_WHAT IS REQUIRED_. I would like every record printed again, exactly as shown.
-- DATA SECTION follows --
// Copyright (c) 2026 Robert L. Snyder, Sierra Vista, AZ
// Licensed under the MIT License. See LICENSE file in the project root for details.

//! Audio clock implementations.
//!
//! The scheduler never looks at wall-clock time directly. It reads an
//! [`AudioClock`]: a monotonic, high-resolution clock in seconds on which
//! click events are placed. The coarse timer that wakes the scheduler up
//! is a separate concern (see `sequencer::driver`).

use std::sync::atomic::{AtomicU64, Ordering};
use std::sync::Arc;
use std::time::Instant;

/// Slowest supported tempo
pub const MIN_TEMPO: u32 = 20;

/// Fastest supported tempo
pub const MAX_TEMPO: u32 = 300;

/// Clamp a tempo into the supported range
pub fn clamp_tempo(bpm: u32) -> u32 {
    bpm.clamp(MIN_TEMPO, MAX_TEMPO)
}

/// Monotonic clock that click timestamps are expressed in
pub trait AudioClock {
    /// Current time in seconds
    fn now(&self) -> f64;
}

impl<C: AudioClock + ?Sized> AudioClock for Arc<C> {
    fn now(&self) -> f64 {
        (**self).now()
    }
}

/// Clock backed by `Instant`, used when no audio stream is running
#[derive(Debug, Clone, Copy)]
pub struct SystemClock {
    origin: Instant,
}

impl SystemClock {
    /// Create a clock that reads zero now
    pub fn new() -> Self {
        Self {
            origin: Instant::now(),
        }
    }
}

impl Default for SystemClock {
    fn default() -> Self {
        Self::new()
    }
}

impl AudioClock for SystemClock {
    fn now(&self) -> f64 {
        self.origin.elapsed().as_secs_f64()
    }
}

/// Clock derived from the number of frames an output stream has rendered.
///
/// The render callback owns the counter and is the only writer; this
/// handle just reads it. Time only moves while the stream is pulling audio.
#[derive(Debug, Clone)]
pub struct StreamClock {
    frames: Arc<AtomicU64>,
    sample_rate: u32,
}

impl StreamClock {
    /// Create a clock over a shared frame counter
    pub fn new(frames: Arc<AtomicU64>, sample_rate: u32) -> Self {
        Self {
            frames,
            sample_rate: sample_rate.max(1),
        }
    }

    /// Frames rendered so far
    pub fn frames(&self) -> u64 {
        self.frames.load(Ordering::Acquire)
    }

    /// Get sample rate
    pub fn sample_rate(&self) -> u32 {
        self.sample_rate
    }
}

impl AudioClock for StreamClock {
    fn now(&self) -> f64 {
        self.frames() as f64 / self.sample_rate as f64
    }
}

/// Manually driven clock for tests, benches and offline runs
#[derive(Debug, Clone, Default)]
pub struct ManualClock {
    bits: Arc<AtomicU64>,
}

impl ManualClock {
    /// Create a clock at the given time
    pub fn at(seconds: f64) -> Self {
        let clock = Self::default();
        clock.set(seconds);
        clock
    }

    /// Jump to an absolute time
    pub fn set(&self, seconds: f64) {
        self.bits.store(seconds.to_bits(), Ordering::Release);
    }

    /// Move time forward
    pub fn advance(&self, seconds: f64) {
        self.set(self.now() + seconds);
    }
}

impl AudioClock for ManualClock {
    fn now(&self) -> f64 {
        f64::from_bits(self.bits.load(Ordering::Acquire))
    }
}

#[cfg(test)]
mod tests {
    use super::*;
    use std::thread;
    use std::time::Duration;

    #[test]
    fn test_tempo_clamping() {
        assert_eq!(clamp_tempo(10), 20);
        assert_eq!(clamp_tempo(120), 120);
        assert_eq!(clamp_tempo(500), 300);
    }

    #[test]
    fn test_system_clock_monotonic() {
        let clock = SystemClock::new();
        let first = clock.now();
        thread::sleep(Duration::from_millis(5));
        let second = clock.now();
        assert!(second > first);
        assert!(second >= 0.005);
    }

    #[test]
    fn test_stream_clock_follows_frames() {
        let frames = Arc::new(AtomicU64::new(0));
        let clock = StreamClock::new(Arc::clone(&frames), 48_000);
        assert_eq!(clock.now(), 0.0);

        frames.store(24_000, Ordering::Release);
        assert_eq!(clock.now(), 0.5);
        assert_eq!(clock.frames(), 24_000);
    }

    #[test]
    fn test_manual_clock_shared() {
        let clock = ManualClock::at(1.0);
        let handle = clock.clone();
        handle.advance(0.25);
        assert_eq!(clock.now(), 1.25);

        clock.set(10.0);
        assert_eq!(handle.now(), 10.0);
    }

    #[test]
    fn test_arc_clock() {
        let clock: Arc<ManualClock> = Arc::new(ManualClock::at(2.0));
        assert_eq!(AudioClock::now(&clock), 2.0);
    }
}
-- DATA SECTION concluded --
_WRITTEN SOLUTION_.
// Copyright (c) 2026 Robert L. Snyder, Sierra Vista, AZ
// Licensed under the MIT License. See LICENSE file in the project root for details.

//! Audio clock implementations.
//!
//! The scheduler never looks at wall-clock time directly. It reads an
//! [`AudioClock`]: a monotonic, high-resolution clock in seconds on which
//! click events are placed. The coarse timer that wakes the scheduler up
//! is a separate concern (see `sequencer::driver`).

use std::sync::atomic::{AtomicU64, Ordering};
use std::sync::Arc;
use std::time::Instant;

/// Slowest supported tempo
pub const MIN_TEMPO: u32 = 20;

/// Fastest supported tempo
pub const MAX_TEMPO: u32 = 300;

/// Clamp a tempo into the supported range
pub fn clamp_tempo(bpm: u32) -> u32 {
    bpm.clamp(MIN_TEMPO, MAX_TEMPO)
}

/// Monotonic clock that click timestamps are expressed in
pub trait AudioClock {
    /// Current time in seconds
    fn now(&self) -> f64;
}

impl<C: AudioClock + ?Sized> AudioClock for Arc<C> {
    fn now(&self) -> f64 {
        (**self).now()
    }
}

/// Clock backed by `Instant`, used when no audio stream is running
#[derive(Debug, Clone, Copy)]
pub struct SystemClock {
    origin: Instant,
}

impl SystemClock {
    /// Create a clock that reads zero now
    pub fn new() -> Self {
        Self {
            origin: Instant::now(),
        }
    }
}

impl Default for SystemClock {
    fn default() -> Self {
        Self::new()
    }
}

impl AudioClock for SystemClock {
    fn now(&self) -> f64 {
        self.origin.elapsed().as_secs_f64()
    }
}

/// Clock derived from the number of frames an output stream has rendered.
///
/// The render callback owns the counter and is the only writer; this
/// handle just reads it. Time only moves while the stream is pulling audio.
#[derive(Debug, Clone)]
pub struct StreamClock {
    frames: Arc<AtomicU64>,
    sample_rate: u32,
}

impl StreamClock {
    /// Create a clock over a shared frame counter
    pub fn new(frames: Arc<AtomicU64>, sample_rate: u32) -> Self {
        Self {
            frames,
            sample_rate: sample_rate.max(1),
        }
    }

    /// Frames rendered so far
    pub fn frames(&self) -> u64 {
        self.frames.load(Ordering::Acquire)
    }

    /// Get sample rate
    pub fn sample_rate(&self) -> u32 {
        self.sample_rate
    }
}

impl AudioClock for StreamClock {
    fn now(&self) -> f64 {
        self.frames() as f64 / self.sample_rate as f64
    }
}

/// Manually driven clock for tests, benches and offline runs
#[derive(Debug, Clone, Default)]
pub struct ManualClock {
    bits: Arc<AtomicU64>,
}

impl ManualClock {
    /// Create a clock at the given time
    pub fn at(seconds: f64) -> Self {
        let clock = Self::default();
        clock.set(seconds);
        clock
    }

    /// Jump to an absolute time
    pub fn set(&self, seconds: f64) {
        self.bits.store(seconds.to_bits(), Ordering::Release);
    }

    /// Move time forward
    pub fn advance(&self, seconds: f64) {
        self.set(self.now() + seconds);
    }
}

impl AudioClock for ManualClock {
    fn now(&self) -> f64 {
        f64::from_bits(self.bits.load(Ordering::Acquire))
    }
}

#[cfg(test)]
mod tests {
    use super::*;
    use std::thread;
    use std::time::Duration;

    #[test]
    fn test_tempo_clamping() {
        assert_eq!(clamp_tempo(10), 20);
        assert_eq!(clamp_tempo(120), 120);
        assert_eq!(clamp_tempo(500), 300);
    }

    #[test]
    fn test_system_clock_monotonic() {
        let clock = SystemClock::new();
        let first = clock.now();
        thread::sleep(Duration::from_millis(5));
        let second = clock.now();
        assert!(second > first);
        assert!(second >= 0.005);
    }

    #[test]
    fn test_stream_clock_follows_frames() {
        let frames = Arc::new(AtomicU64::new(0));
        let clock = StreamClock::new(Arc::clone(&frames), 48_000);
        assert_eq!(clock.now(), 0.0);

        frames.store(24_000, Ordering::Release);
        assert_eq!(clock.now(), 0.5);
        assert_eq!(clock.frames(), 24_000);
    }

    #[test]
    fn test_manual_clock_shared() {
        let clock = ManualClock::at(1.0);
        let handle = clock.clone();
        handle.advance(0.25);
        assert_eq!(clock.now(), 1.25);

        clock.set(10.0);
        assert_eq!(handle.now(), 10.0);
    }

    #[test]
    fn test_arc_clock() {
        let clock: Arc<ManualClock> = Arc::new(ManualClock::at(2.0));
        assert_eq!(AudioClock::now(&clock), 2.0);
    }
}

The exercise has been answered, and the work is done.